On predictability of seemingly simple code
Does the time taken to count integers (less than a threshold) in an unordered array, remain the same, or vary?
This post is a copy of the gist I posted in response to the WeekendDevPuzzle of 2022-02-05, shown below.
As the thread above has submissions from people who chose to share their perspectives on the puzzle, I'll be linking this post to this Twitter thread, to avoid polluting the original one.
Motivation for today's topic
We all have a mental model of how something works. For today's puzzle, the relevant mental model is: the same series of instructions should result in the same time of execution. The astute would be quick to add: in non-noisy environments only. And they'd be correct.
But then where's the flaw in this model? Let's start.
Dissecting the puzzle
The puzzle seems simple enough: a program reads in an array of integers, and counts how many of them are less than a threshold (another parameter to the program). We've been informed that there are no noisy-neighbour issues, and we're measuring only the counting loop time, and ignore all I/O stuff.
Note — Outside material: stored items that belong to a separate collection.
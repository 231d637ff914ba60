//! Listing record and feature map types

use serde::{Deserialize, Serialize};

/// Timestamp format of [`ListingRecord::extract_date`]
pub const EXTRACT_DATE_FORMAT: &str = "%Y-%m-%d %H:%M:%S";

/// One extracted listing
///
/// Every field is a string and falls back to `""` when the page does not
/// carry it. Only `listing_url` is always populated.
#[derive(Debug, Clone, Default, PartialEq, Eq, Serialize, Deserialize)]
#[serde(rename_all = "camelCase")]
pub struct ListingRecord {
    /// Local wall-clock time of extraction
    pub extract_date: String,
    pub listing_url: String,
    /// Agent names joined as "A, B & C"
    pub agent_names: String,
    pub agency_name: String,
    pub primary_image_url: String,
    pub property_address: String,
    pub sales_method: String,
    pub property_type: String,
    pub bedrooms: String,
    pub bathrooms: String,
    pub parking_space: String,
    pub floor_area: String,
    pub land_area: String,
    pub listing_date: String,
    pub capital_value: String,
}

impl ListingRecord {
    /// Creates a record for `listing_url` with every other field empty
    pub fn empty(listing_url: impl Into<String>, extract_date: impl Into<String>) -> Self {
        Self {
            extract_date: extract_date.into(),
            listing_url: listing_url.into(),
            ..Self::default()
        }
    }
}

/// Feature keys looked up on a [`FeatureMap`]
pub mod feature_keys {
    pub const BEDROOM: &str = "bedroom";
    pub const BATHROOM: &str = "bathroom";
    pub const GARAGE: &str = "garage";
    pub const FLOOR_AREA: &str = "floor_area";
    pub const LAND_AREA: &str = "land_area";
    /// Label given to a feature block without an icon title
    pub const UNKNOWN: &str = "unknown";
}

/// Ordered (label, text) pairs from a listing's feature icons
///
/// The first pair is always the property type, whatever its icon says.
/// The remaining pairs are looked up by their normalized icon title.
#[derive(Debug, Clone, Default, PartialEq, Eq)]
pub struct FeatureMap {
    entries: Vec<(String, String)>,
}

impl FeatureMap {
    pub fn new() -> Self {
        Self::default()
    }

    /// Appends a feature block, normalizing its icon title
    pub fn push(&mut self, title: Option<&str>, text: impl Into<String>) {
        let label = match title {
            Some(title) => normalize_label(title),
            None => feature_keys::UNKNOWN.to_string(),
        };
        self.entries.push((label, text.into()));
    }

    /// The property type: the text of the first block
    pub fn property_type(&self) -> &str {
        self.entries
            .first()
            .map(|(_, text)| text.as_str())
            .unwrap_or("")
    }

    /// Text of the last block after the first whose label is `key`,
    /// or `""` when absent
    pub fn get(&self, key: &str) -> &str {
        self.entries
            .iter()
            .skip(1)
            .rev()
            .find(|(label, _)| label == key)
            .map(|(_, text)| text.as_str())
            .unwrap_or("")
    }

    pub fn len(&self) -> usize {
        self.entries.len()
    }

    pub fn is_empty(&self) -> bool {
        self.entries.is_empty()
    }

    pub fn entries(&self) -> &[(String, String)] {
        &self.entries
    }
}

/// Lowercases an icon title and replaces spaces with underscores
pub fn normalize_label(title: &str) -> String {
    title.trim().to_lowercase().replace(' ', "_")
}
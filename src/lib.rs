//! Realty-Sweep: a throttled crawler for real-estate search results
//!
//! This crate walks the paginated, lazily-loaded search results of a listing
//! site, discovers every listing detail page, extracts a fixed set of property
//! fields from each one and hands the records to an output sink.

pub mod config;
pub mod crawler;
pub mod listing;
pub mod markup;
pub mod render;
pub mod site;
pub mod sink;
pub mod state;

use thiserror::Error;

/// Main error type for Realty-Sweep operations
///
/// These are the errors that stop a run from starting or finishing cleanly.
/// Failures during the crawl itself are reported through [`PageError`] and
/// [`ListingError`] and never escape the coordinator.
#[derive(Debug, Error)]
pub enum SweepError {
    #[error("Configuration error: {0}")]
    Config(#[from] ConfigError),

    #[error("Render error: {0}")]
    Render(#[from] RenderError),

    #[error("Sink error: {0}")]
    Sink(#[from] SinkError),

    #[error("Markup error: {0}")]
    Markup(#[from] MarkupError),

    #[error("Render engine '{0}' is not available in this build")]
    UnsupportedEngine(String),

    #[error("IO error: {0}")]
    Io(#[from] std::io::Error),
}

/// Configuration-specific errors
#[derive(Debug, Error)]
pub enum ConfigError {
    #[error("Failed to read config file: {0}")]
    Io(#[from] std::io::Error),

    #[error("Failed to parse TOML: {0}")]
    Parse(#[from] toml::de::Error),

    #[error("Validation error: {0}")]
    Validation(String),

    #[error("Invalid URL in config: {0}")]
    InvalidUrl(String),
}

/// Errors raised by a rendering session
#[derive(Debug, Error)]
pub enum RenderError {
    #[error("HTTP error for {url}: {source}")]
    Http { url: String, source: reqwest::Error },

    #[error("HTTP client error: {0}")]
    Client(#[from] reqwest::Error),

    #[error("HTTP {status} for {url}")]
    Status { url: String, status: u16 },

    #[error("Browser error: {0}")]
    Browser(String),

    #[error("Timed out waiting for {url}")]
    Timeout { url: String },

    #[error("No page has been loaded in this session")]
    NothingLoaded,

    #[error("No canned markup for {url}")]
    UnknownUrl { url: String },
}

/// Errors raised while writing records
#[derive(Debug, Error)]
pub enum SinkError {
    #[error("IO error: {0}")]
    Io(#[from] std::io::Error),

    #[error("Serialization error: {0}")]
    Json(#[from] serde_json::Error),

    #[error("Database error: {0}")]
    Database(#[from] rusqlite::Error),
}

/// Errors raised while compiling markup patterns
#[derive(Debug, Error)]
pub enum MarkupError {
    #[error("Invalid pattern '{pattern}': {message}")]
    InvalidPattern { pattern: String, message: String },
}

/// A results-page failure. Any of these ends the run.
#[derive(Debug, Error)]
pub enum PageError {
    #[error("Failed to load page {page} ({url}): {source}")]
    Load {
        page: u32,
        url: String,
        source: RenderError,
    },

    #[error("Failed to stabilize page {page} ({url}): {source}")]
    Stabilize {
        page: u32,
        url: String,
        source: RenderError,
    },
}

/// A single-listing failure. The listing is skipped and the run goes on.
#[derive(Debug, Error)]
pub enum ListingError {
    #[error("Failed to render {url}: {source}")]
    Render { url: String, source: RenderError },

    #[error("Failed to emit {url}: {source}")]
    Emit { url: String, source: SinkError },
}

/// Result type alias for Realty-Sweep operations
pub type Result<T> = std::result::Result<T, SweepError>;

/// Result type alias for configuration operations
pub type ConfigResult<T> = std::result::Result<T, ConfigError>;

/// Result type alias for rendering operations
pub type RenderResult<T> = std::result::Result<T, RenderError>;

/// Result type alias for sink operations
pub type SinkResult<T> = std::result::Result<T, SinkError>;

// Re-export commonly used types
pub use config::Config;
pub use crawler::{CrawlReport, Termination};
pub use listing::{FeatureMap, ListingRecord};
pub use state::{CrawlPhase, CrawlState};
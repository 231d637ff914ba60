//! JSON-lines file sink

use crate::listing::ListingRecord;
use crate::sink::RecordSink;
use crate::SinkResult;
use std::fs::{File, OpenOptions};
use std::io::{BufWriter, Write};
use std::path::Path;

/// Writes one JSON object per line
///
/// The file is opened in append mode, so successive runs accumulate into
/// the same file. Each record is flushed as soon as it is written.
pub struct JsonLinesSink {
    writer: BufWriter<File>,
    appended: u64,
}

impl JsonLinesSink {
    /// Opens (or creates) the file at `path` for appending
    pub fn create(path: &Path) -> SinkResult<Self> {
        let file = OpenOptions::new().create(true).append(true).open(path)?;

        Ok(Self {
            writer: BufWriter::new(file),
            appended: 0,
        })
    }
}

impl RecordSink for JsonLinesSink {
    fn append(&mut self, record: &ListingRecord) -> SinkResult<()> {
        serde_json::to_writer(&mut self.writer, record)?;
        self.writer.write_all(b"\n")?;
        self.writer.flush()?;
        self.appended += 1;
        Ok(())
    }

    fn flush(&mut self) -> SinkResult<()> {
        self.writer.flush()?;
        Ok(())
    }

    fn appended(&self) -> u64 {
        self.appended
    }
}
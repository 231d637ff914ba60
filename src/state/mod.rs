//! State module for tracking crawl progress
//!
//! # Components
//!
//! - `CrawlPhase`: the step of the per-page cycle the run is in
//! - `CrawlState`: page index, frozen page bound and record counters

mod crawl_phase;
mod crawl_state;

// Re-export main types
pub use crawl_phase::CrawlPhase;
pub use crawl_state::CrawlState;
//! Time sources for the crawl loop
//!
//! The stabilization loop and the inter-listing delay both read the clock and
//! sleep. Both go through [`Timing`] so tests can swap in a manual clock whose
//! sleeps return immediately and just advance time.

use async_trait::async_trait;
use std::sync::{Arc, Mutex};
use std::time::{Duration, Instant};

/// Monotonic clock
pub trait Clock: Send + Sync {
    fn now(&self) -> Instant;
}

/// Async sleep
#[async_trait]
pub trait Sleeper: Send + Sync {
    async fn sleep(&self, duration: Duration);
}

/// The process clock
#[derive(Debug, Default, Clone, Copy)]
pub struct SystemClock;

impl Clock for SystemClock {
    fn now(&self) -> Instant {
        Instant::now()
    }
}

/// Sleeps on the tokio timer
#[derive(Debug, Default, Clone, Copy)]
pub struct TokioSleeper;

#[async_trait]
impl Sleeper for TokioSleeper {
    async fn sleep(&self, duration: Duration) {
        tokio::time::sleep(duration).await;
    }
}

/// A clock that only moves when told to
#[derive(Debug)]
pub struct ManualClock {
    origin: Instant,
    elapsed: Mutex<Duration>,
}

impl ManualClock {
    pub fn new() -> Self {
        Self {
            origin: Instant::now(),
            elapsed: Mutex::new(Duration::ZERO),
        }
    }

    /// Moves the clock forward
    pub fn advance(&self, by: Duration) {
        let mut elapsed = self.elapsed.lock().unwrap_or_else(|e| e.into_inner());
        *elapsed += by;
    }

    /// Total time advanced so far
    pub fn elapsed(&self) -> Duration {
        *self.elapsed.lock().unwrap_or_else(|e| e.into_inner())
    }
}

impl Default for ManualClock {
    fn default() -> Self {
        Self::new()
    }
}

impl Clock for ManualClock {
    fn now(&self) -> Instant {
        self.origin + self.elapsed()
    }
}

/// A sleeper that returns at once, advancing a [`ManualClock`] and
/// recording every requested duration
#[derive(Debug)]
pub struct ManualSleeper {
    clock: Arc<ManualClock>,
    sleeps: Mutex<Vec<Duration>>,
}

impl ManualSleeper {
    pub fn new(clock: Arc<ManualClock>) -> Self {
        Self {
            clock,
            sleeps: Mutex::new(Vec::new()),
        }
    }

    /// Every duration slept so far, in order
    pub fn sleeps(&self) -> Vec<Duration> {
        self.sleeps
            .lock()
            .unwrap_or_else(|e| e.into_inner())
            .clone()
    }
}

#[async_trait]
impl Sleeper for ManualSleeper {
    async fn sleep(&self, duration: Duration) {
        self.sleeps
            .lock()
            .unwrap_or_else(|e| e.into_inner())
            .push(duration);
        self.clock.advance(duration);
    }
}

/// Clock and sleeper used by a crawl
#[derive(Clone)]
pub struct Timing {
    pub clock: Arc<dyn Clock>,
    pub sleeper: Arc<dyn Sleeper>,
}

impl Timing {
    /// Real time
    pub fn system() -> Self {
        Self {
            clock: Arc::new(SystemClock),
            sleeper: Arc::new(TokioSleeper),
        }
    }

    /// Manual time; returns the clock and sleeper handles for inspection
    pub fn manual() -> (Self, Arc<ManualClock>, Arc<ManualSleeper>) {
        let clock = Arc::new(ManualClock::new());
        let sleeper = Arc::new(ManualSleeper::new(clock.clone()));
        let timing = Self {
            clock: clock.clone(),
            sleeper: sleeper.clone(),
        };
        (timing, clock, sleeper)
    }

    pub fn now(&self) -> Instant {
        self.clock.now()
    }

    pub async fn sleep(&self, duration: Duration) {
        self.sleeper.sleep(duration).await;
    }
}

impl Default for Timing {
    fn default() -> Self {
        Self::system()
    }
}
Given that there's no guarantee of order in the array, there's no way to avoid a full linear pass. We will need to compare every single integer with the threshold and increment the count accordingly.
On the face of it, given that we're always going to make a full linear pass, it would seem it'll always take the same time.
Thinking aloud
It's difficult to be objectively honest to "thinking aloud" when one is the designer of the puzzle, but I'll try to be as sincere as I can, as to how my mind was thinking, when I was coming up with the puzzle.
There are six potential drivers of differences that jump out to me:
- Any potential instruction/data caching that accelerates execution.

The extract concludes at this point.